Augmentation du nombre de points de vente, meilleur maillage territorial, conditions d’approvisionnement plus favorables, amélioration de la visibilité, opportunité d’intégration d’un réseau concurrent… de nombreuses raisons peuvent amener un franchiseur à décider de reprendre un autre réseau de franchise.

C’est tout l’enjeu de ce type d’opérations : parvenir à intégrer les franchisés du réseau cible dans le respect des stipulations de leurs contrats de franchise.

Plusieurs cas de figure existent :

  • Le réseau acquéreur peut proposer aux franchisés du réseau cible de passer sous son enseigne en restant franchisé.
  • Le réseau acquéreur peut décider de faire perdurer le réseau cible en maintenant le mode d’organisation en place.
  • Le réseau acquéreur peut opter pour un rachat des franchisés du réseau cible.

Afin de clarifier la situation en amont, il est recommandé d’anticiper et de prévoir les conséquences du rachat du réseau par un tiers dans les contrats de franchise, dès leur signature.

Il est par exemple possible de conclure avec les franchisés du réseau, en parallèle du contrat de franchise, une promesse unilatérale de vente permettant au franchiseur de racheter leur fonds de commerce à un prix dont la méthode de calcul est fixée à l’avance.

Les franchisés ont ainsi l’opportunité de valoriser leur entreprise lors de la reprise du réseau, et de passer à une nouvelle aventure.

Si une telle promesse unilatérale de vente n’est pas prévue ou si un tel rachat n’est pas souhaité, le réseau acquéreur devra en principe obtenir l’accord des franchisés du réseau cible pour que ces derniers convertissent leur point de vente sous son enseigne.

A défaut, le réseau acquéreur devra faire perdurer le réseau acquis, en respectant les obligations incombant au franchiseur (assistance, formations ponctuelles, campagnes de communication, mise à jour du savoir-faire…).

La saga judiciaire du rachat du réseau PIZZA SPRINT par l’enseigne DOMINO’S PIZZA en janvier 2016 constitue un exemple particulièrement intéressant de cette thématique.

Dans cette affaire marquée par plusieurs décisions de justice, plusieurs clauses du contrat de franchise PIZZA SPRINT avaient été considérées comme entachées de déséquilibre significatif à la suite d’une action du Ministre de l’Economie.

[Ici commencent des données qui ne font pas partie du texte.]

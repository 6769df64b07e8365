use serde::{Deserialize, Serialize};

/// A message shown in the header's notification menu.
#[derive(Debug, Clone, PartialEq, Eq, Serialize, Deserialize)]
#[serde(rename_all = "camelCase")]
pub struct Notification {
    pub id: String,
    pub title: String,
    pub message: String,
    pub is_read: bool,
}
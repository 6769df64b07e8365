use std::collections::BTreeMap;

use chrono::{DateTime, NaiveDate, Utc};
use chrono_tz::Tz;
use itertools::Itertools;

use crate::model::Match;

/// The calendar day `start_time` falls on in `time_zone`.
pub fn day_of(start_time: DateTime<Utc>, time_zone: Tz) -> NaiveDate {
    start_time.with_timezone(&time_zone).date_naive()
}

/// Matches grouped by the calendar day they start on.
///
/// Each match lands in exactly one bucket. Within a bucket matches keep the
/// order they were supplied in.
#[derive(Debug, Clone)]
pub struct MatchCalendar<'a> {
    time_zone: Tz,
    days: BTreeMap<NaiveDate, Vec<&'a Match>>,
}

impl<'a> MatchCalendar<'a> {
    pub fn new(matches: &'a [Match], time_zone: Tz) -> Self {
        Self::from_refs(matches.iter(), time_zone)
    }

    pub fn from_refs<I>(matches: I, time_zone: Tz) -> Self
    where
        I: IntoIterator<Item = &'a Match>,
    {
        let mut days: BTreeMap<NaiveDate, Vec<&'a Match>> = BTreeMap::new();
        for m in matches {
            days.entry(day_of(m.start_time, time_zone))
                .or_default()
                .push(m);
        }
        Self { time_zone, days }
    }

    pub fn time_zone(&self) -> Tz {
        self.time_zone
    }

    /// Matches starting on `date`, ignoring time of day.
    pub fn matches_on_date(&self, date: NaiveDate) -> &[&'a Match] {
        self.days.get(&date).map(Vec::as_slice).unwrap_or_default()
    }

    pub fn has_matches_on(&self, date: NaiveDate) -> bool {
        self.days.contains_key(&date)
    }

    /// All bucketed matches, day by day.
    pub fn matches(&self) -> impl Iterator<Item = &'a Match> + '_ {
        self.days.values().flatten().copied()
    }

    /// Every day with at least one match, ascending and without repeats.
    pub fn dates_with_matches(&self) -> Vec<NaiveDate> {
        self.days.keys().copied().collect_vec()
    }

    /// Days with matches inside `from..=to`, for highlighting a visible
    /// calendar range. An inverted range yields nothing.
    pub fn dates_between(&self, from: NaiveDate, to: NaiveDate) -> Vec<NaiveDate> {
        if from > to {
            return Vec::new();
        }
        self.days.range(from..=to).map(|(day, _)| *day).collect_vec()
    }
}

/// Shorthand for [`MatchCalendar::matches_on_date`] without keeping the
/// buckets around.
pub fn matches_on_date(matches: &[Match], date: NaiveDate, time_zone: Tz) -> Vec<&Match> {
    matches
        .iter()
        .filter(|m| day_of(m.start_time, time_zone) == date)
        .collect_vec()
}

/// Shorthand for [`MatchCalendar::dates_with_matches`].
pub fn dates_with_matches(matches: &[Match], time_zone: Tz) -> Vec<NaiveDate> {
    MatchCalendar::new(matches, time_zone).dates_with_matches()
}
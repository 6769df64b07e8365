use itertools::Itertools;

use crate::model::{Match, MatchFilter};

/// Keep the matches satisfying every criterion of `filter`, in their
/// original order.
pub fn filter_matches<'a>(matches: &'a [Match], filter: &MatchFilter) -> Vec<&'a Match> {
    filter_refs(matches.iter(), filter)
}

/// [`filter_matches`] over an already-borrowed view.
pub fn filter_refs<'a, I>(matches: I, filter: &MatchFilter) -> Vec<&'a Match>
where
    I: IntoIterator<Item = &'a Match>,
{
    matches.into_iter().filter(|m| filter.matches(m)).collect_vec()
}

#[cfg(test)]
mod tests {
    use pretty_assertions::assert_eq;
    use rstest::rstest;

    use super::*;
    use crate::query::fixtures::{abc, ids};

    #[test]
    fn test_empty_filter_is_identity() {
        let matches = abc();
        let result = filter_matches(&matches, &MatchFilter::default());
        assert_eq!(ids(&result), vec!["A", "B", "C"]);
    }

    #[test]
    fn test_empty_input() {
        assert!(filter_matches(&[], &MatchFilter::live().team_name("x")).is_empty());
    }

    #[test]
    fn test_live_only_preserves_order() {
        let matches = abc();
        let result = filter_matches(&matches, &MatchFilter::live());
        assert_eq!(ids(&result), vec!["A", "C"]);
    }

    #[rstest]
    #[case::team_substring(MatchFilter::default().team_name("cloud"), vec!["A"])]
    #[case::team_upper(MatchFilter::default().team_name("G2"), vec!["B"])]
    #[case::team_away_side(MatchFilter::default().team_name("drx"), vec!["C"])]
    #[case::team_empty_needle(MatchFilter::default().team_name(""), vec!["A", "B", "C"])]
    #[case::game(MatchFilter::default().game_type("League of Legends"), vec!["A", "C"])]
    #[case::game_is_case_sensitive(MatchFilter::default().game_type("league of legends"), vec![])]
    #[case::game_is_exact(MatchFilter::default().game_type("League"), vec![])]
    #[case::tournament(MatchFilter::default().tournament("LCK Summer"), vec!["C"])]
    #[case::conjunction(
        MatchFilter::live().game_type("League of Legends").team_name("t1"),
        vec!["C"]
    )]
    #[case::no_overlap(MatchFilter::live().game_type("CS:GO"), vec![])]
    fn test_criteria(#[case] filter: MatchFilter, #[case] expected: Vec<&str>) {
        let matches = abc();
        let result = filter_matches(&matches, &filter);
        assert_eq!(ids(&result), expected);
    }

    #[test]
    fn test_filter_agrees_with_match_filter_matches() {
        let matches = abc();
        let filter = MatchFilter::default().team_name("LIQUID");
        for m in &matches {
            let kept = filter_matches(std::slice::from_ref(m), &filter).len() == 1;
            assert_eq!(kept, filter.matches(m));
        }
    }
}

Les franchisés du réseau PIZZA SPRINT avaient alors d’abord tenté de se prévaloir de la nullité de ces clauses pour obtenir l’annulation de leur contrat de franchise. En vain toutefois (CA Paris, 8 février 2023, n°20/04558, 20/04557, 20/01712, 20/04561,20/01748, 20/01691, 20/01706, 20/01756, 20/06545).

Pour autant, le franchiseur avait été condamné pour avoir délaissé le réseau PIZZA SPRINT après son rachat par l’enseigne DOMINO’S PIZZA. En particulier, étaient reprochés au franchiseur l’absence d’actualisation de son savoir-faire, le manquement à son obligation de formation et d’assistance sur les méthodes commerciales et marketing des nouveaux produits, et la dégradation de la notoriété du réseau.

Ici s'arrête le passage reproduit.